Les défis pour l’Europe

Compétitivité

Pour l’Institut Jacques Delors, la seule échelle qui permette d'articuler tous ces défis est européenne. La question de la compétitivité industrielle est centrale dans l’agenda de l’UE1, mais se pose-t-elle aussi dans l’industrie de la défense, et comment ? Les entreprises de ce secteur ont pour la très grande majorité une activité duale (défense et civile2). Leur manque de compétitivité sur le volet « défense » par rapport à leur concurrentes américaines notamment n'est pas dû à un défaut d’innovations, mais à une fragmentation et une duplication des investissements entre différents États membres (Allemagne et France notamment), qui font pourtant face aux mêmes menaces et aux mêmes enjeux de sécurité. Dans une industrie où les coûts fixes liés aux investissements initiaux, en particulier en matière d’innovations, sont importants, l’effet de taille joue pleinement (c’est le cas de l’industrie américaine), et seules des séries longues permettent les économies nécessaires pour assurer la compétitivité de l’entreprise, mais aussi de tout un secteur d’activité. La fragmentation actuelle et les duplications qui en découlent sont donc à la fois coûteuse pour le contribuable européen, mais aussi source de moindre compétitivité dans une activité où la compétitivité et la supériorité stratégique et technologique sont un avantage évident et pourvoyeur de sécurité.

Souveraineté

Les enjeux de souveraineté sont clés pour l’industrie de la défense, tout au long des chaînes de production et de valeur. La dépendance aux matières premières, par exemple, est à la fois un handicap et une menace. La sobriété dans l’utilisation des ressources participe donc de cette question de souveraineté, de même que la réindustrialisation du territoire européen, puisqu’une production plus locale est une garantie de sécurité des approvisionnements. Via la dualité des entreprises de ce secteur, on perçoit bien combien ces enjeux se recoupent. Il peut donc être utile de travailler sur un agenda commun associant souveraineté et soutenabilité.

Financement

Le rapport Draghi met en évidence la nécessité de trouver des financements additionnels face aux besoins de l’UE. Le rapport Letta propose quant à lui davantage d’intégration du marché, incluant la finalisation de l’union des marchés de l’épargne et de l’investissement. Les avancées, les initiatives et les investissements opérés en ce sens viendront drainer des financements supplémentaires, par exemple pour la défense. Enrico Letta souligne en effet l’important volume de l’épargne européenne, mais constate parallèlement son réinvestissement aux États-Unis, notamment dans des entreprises qui in fine vont venir racheter des entreprises européennes de défense.

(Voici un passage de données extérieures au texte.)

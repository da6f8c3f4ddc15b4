use crate::aggregate::report_data::GroupFormulas;

/// Nombre de la hoja de totales por docente a la que apuntan las fórmulas.
pub const TEACHER_TOTALS_SHEET: &str = "교사별총시수";

/// Fórmulas de 교사수/총시수/평균시수 de un 교과(군).
///
/// En modo único se filtra sólo por la columna C (담당교과); con varios colegios
/// se agrega el criterio de colegio contra `$A{fila}` de la propia hoja 학교통계.
pub fn group_formulas(group: &str, single_school: bool, sheet_row: usize) -> GroupFormulas {
    let sheet = format!("'{}'", TEACHER_TOTALS_SHEET);
    let criteria = format!("{sheet}!$C:$C,\"*{group}*\"");

    if single_school {
        GroupFormulas {
            teacher_count: format!("=COUNTIF({criteria})"),
            total_hours: format!("=SUMIFS({sheet}!$D:$D,{criteria})"),
            average_hours: format!("=IFERROR(AVERAGEIF({criteria},{sheet}!$D:$D),0)"),
        }
    } else {
        let school = format!("{sheet}!$A:$A,$A{sheet_row}");
        GroupFormulas {
            teacher_count: format!("=COUNTIFS({school},{criteria})"),
            total_hours: format!("=SUMIFS({sheet}!$D:$D,{school},{criteria})"),
            average_hours: format!("=IFERROR(AVERAGEIFS({sheet}!$D:$D,{school},{criteria}),0)"),
        }
    }
}

#[cfg(test)]
mod tests {
    use super::*;

    #[test]
    fn test_formulas_modo_unico() {
        let f = group_formulas("과학", true, 2);
        assert_eq!(f.teacher_count, "=COUNTIF('교사별총시수'!$C:$C,\"*과학*\")");
        assert_eq!(f.total_hours, "=SUMIFS('교사별총시수'!$D:$D,'교사별총시수'!$C:$C,\"*과학*\")");
        assert_eq!(
            f.average_hours,
            "=IFERROR(AVERAGEIF('교사별총시수'!$C:$C,\"*과학*\",'교사별총시수'!$D:$D),0)"
        );
    }

    #[test]
    fn test_formulas_varios_colegios() {
        let f = group_formulas("수학", false, 3);
        assert_eq!(f.teacher_count, "=COUNTIFS('교사별총시수'!$A:$A,$A3,'교사별총시수'!$C:$C,\"*수학*\")");
        assert_eq!(
            f.total_hours,
            "=SUMIFS('교사별총시수'!$D:$D,'교사별총시수'!$A:$A,$A3,'교사별총시수'!$C:$C,\"*수학*\")"
        );
        assert_eq!(
            f.average_hours,
            "=IFERROR(AVERAGEIFS('교사별총시수'!$D:$D,'교사별총시수'!$A:$A,$A3,'교사별총시수'!$C:$C,\"*수학*\"),0)"
        );
    }
}
use calamine::{open_workbook_auto, Data, Range, Reader};
use std::path::Path;

use crate::models::{CellValue, Row, Sheet};

/// Convierte un `Data` de calamine al `CellValue` que consume el extractor.
pub fn data_to_cell(d: &Data) -> CellValue {
    match d {
        Data::String(s) => CellValue::Text(s.clone()),
        Data::Float(f) => CellValue::Number(*f),
        Data::Int(i) => CellValue::Number(*i as f64),
        Data::Bool(b) => CellValue::Bool(*b),
        Data::Empty => CellValue::Empty,
        Data::Error(_) => CellValue::Empty,
        // Fechas: se conservan como texto; el extractor nunca las toma como horas
        Data::DateTime(_) => CellValue::Text(d.to_string()),
        Data::DateTimeIso(s) => CellValue::Text(s.clone()),
        Data::DurationIso(s) => CellValue::Text(s.clone()),
    }
}

/// Convierte un `Range` a filas indexadas desde la columna A.
///
/// calamine recorta las columnas vacías a la izquierda; el extractor trabaja con
/// índices absolutos (B = 1, D = 3), así que rellenamos con celdas vacías.
pub fn range_to_rows(range: &Range<Data>) -> Vec<Row> {
    let col_offset = range.start().map(|(_, c)| c as usize).unwrap_or(0);
    range
        .rows()
        .map(|r| {
            let mut row: Row = Vec::with_capacity(col_offset + r.len());
            row.extend(std::iter::repeat_n(CellValue::Empty, col_offset));
            row.extend(r.iter().map(data_to_cell));
            row
        })
        .collect()
}

/// Lee todas las hojas de un libro Excel como `Sheet`s, en orden de aparición.
/// Una hoja ilegible se omite (se registra en el log) en lugar de abortar el libro.
pub fn read_workbook_sheets<P: AsRef<Path>>(path: P) -> Result<Vec<Sheet>, Box<dyn std::error::Error>> {
    let path = path.as_ref();
    let mut workbook = open_workbook_auto(path)
        .map_err(|e| format!("No se pudo abrir el libro '{}': {}", path.display(), e))?;

    let names = workbook.sheet_names().to_owned();
    let mut sheets = Vec::with_capacity(names.len());
    for name in names {
        match workbook.worksheet_range(&name) {
            Ok(range) => sheets.push(Sheet {
                rows: range_to_rows(&range),
                name,
            }),
            Err(e) => {
                log::warn!("Hoja '{}' de '{}' ilegible, se omite: {}", name, path.display(), e);
            }
        }
    }
    Ok(sheets)
}

#[cfg(test)]
mod tests {
    use super::*;

    #[test]
    fn test_data_to_cell() {
        assert_eq!(data_to_cell(&Data::Int(10)), CellValue::Number(10.0));
        assert_eq!(data_to_cell(&Data::Float(2.5)), CellValue::Number(2.5));
        assert_eq!(data_to_cell(&Data::String(" 국어 ".into())), CellValue::Text(" 국어 ".into()));
        assert_eq!(data_to_cell(&Data::Empty), CellValue::Empty);
        assert_eq!(data_to_cell(&Data::Bool(true)), CellValue::Bool(true));
    }

    #[test]
    fn test_range_to_rows_pads_leading_columns() {
        // Rango que empieza en B1 (fila 0, columna 1)
        let mut range: Range<Data> = Range::new((0, 1), (1, 2));
        range.set_value((0, 1), Data::String("과목".into()));
        range.set_value((0, 2), Data::String("총시수".into()));
        range.set_value((1, 1), Data::String("국어".into()));
        range.set_value((1, 2), Data::Float(3.0));

        let rows = range_to_rows(&range);
        assert_eq!(rows.len(), 2);
        assert_eq!(rows[0][0], CellValue::Empty);
        assert_eq!(rows[0][1], CellValue::Text("과목".into()));
        assert_eq!(rows[1][2], CellValue::Number(3.0));
    }
}
//! Clasificación de ramos en 교과(군).
//!
//! - `mapping`: mapeo estático ramo -> 교과(군) (JSON)
//! - `rules`: tabla ordenada de reglas de colapso
//! - `resolver`: aplica mapeo + reglas a los ramos de un docente

pub mod mapping;
pub mod resolver;
pub mod rules;

pub use mapping::{MappingLoad, SubjectGroupMapping, OTHER_GROUP};
pub use resolver::{ResolvedLabel, SubjectGroupResolver};
pub use rules::{GroupRule, GroupRuleTable};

Pour les lobbys de la défense (ceux que l’on qualifie parfois de « complexe militaro-industriel »), les financements dont ils bénéficient désormais après des années de disette doivent servir à reconstruire une défense digne de ce nom pour l’Europe. La question climatique n’est donc pas la priorité3.

Vers un projet de société

Un narratif doit être construit pour une économie et une société européennes assumant à la fois sécurité et adaptation au changement climatique. Avec pragmatisme, les industriels de la défense et les armées ont tout à gagner à travailler sur un projet global et systémique. C’est d’un projet de société que les populations, qui ne se projettent pas dans un char de combat, ont besoin pour accepter les efforts. C’est d’un projet de société que l’Union européenne a besoin, pour parvenir à la fois à lutter contre le changement climatique et à assurer sa sécurité.

  • 1

    Les rapports Letta sur l’avenir du marché unique et Draghi sur la compétitivité ont marqué les débats en amont des élections européennes de 2024.

  • 2

    C’est le cas d’Airbus par exemple dans le secteur de l’aéronautique.

  • 3

    Comme en témoignent les nombreuses attaques sur différents sujets tels que la taxonomie verte ou l’information en matière de durabilité des grandes entreprises (CSRD).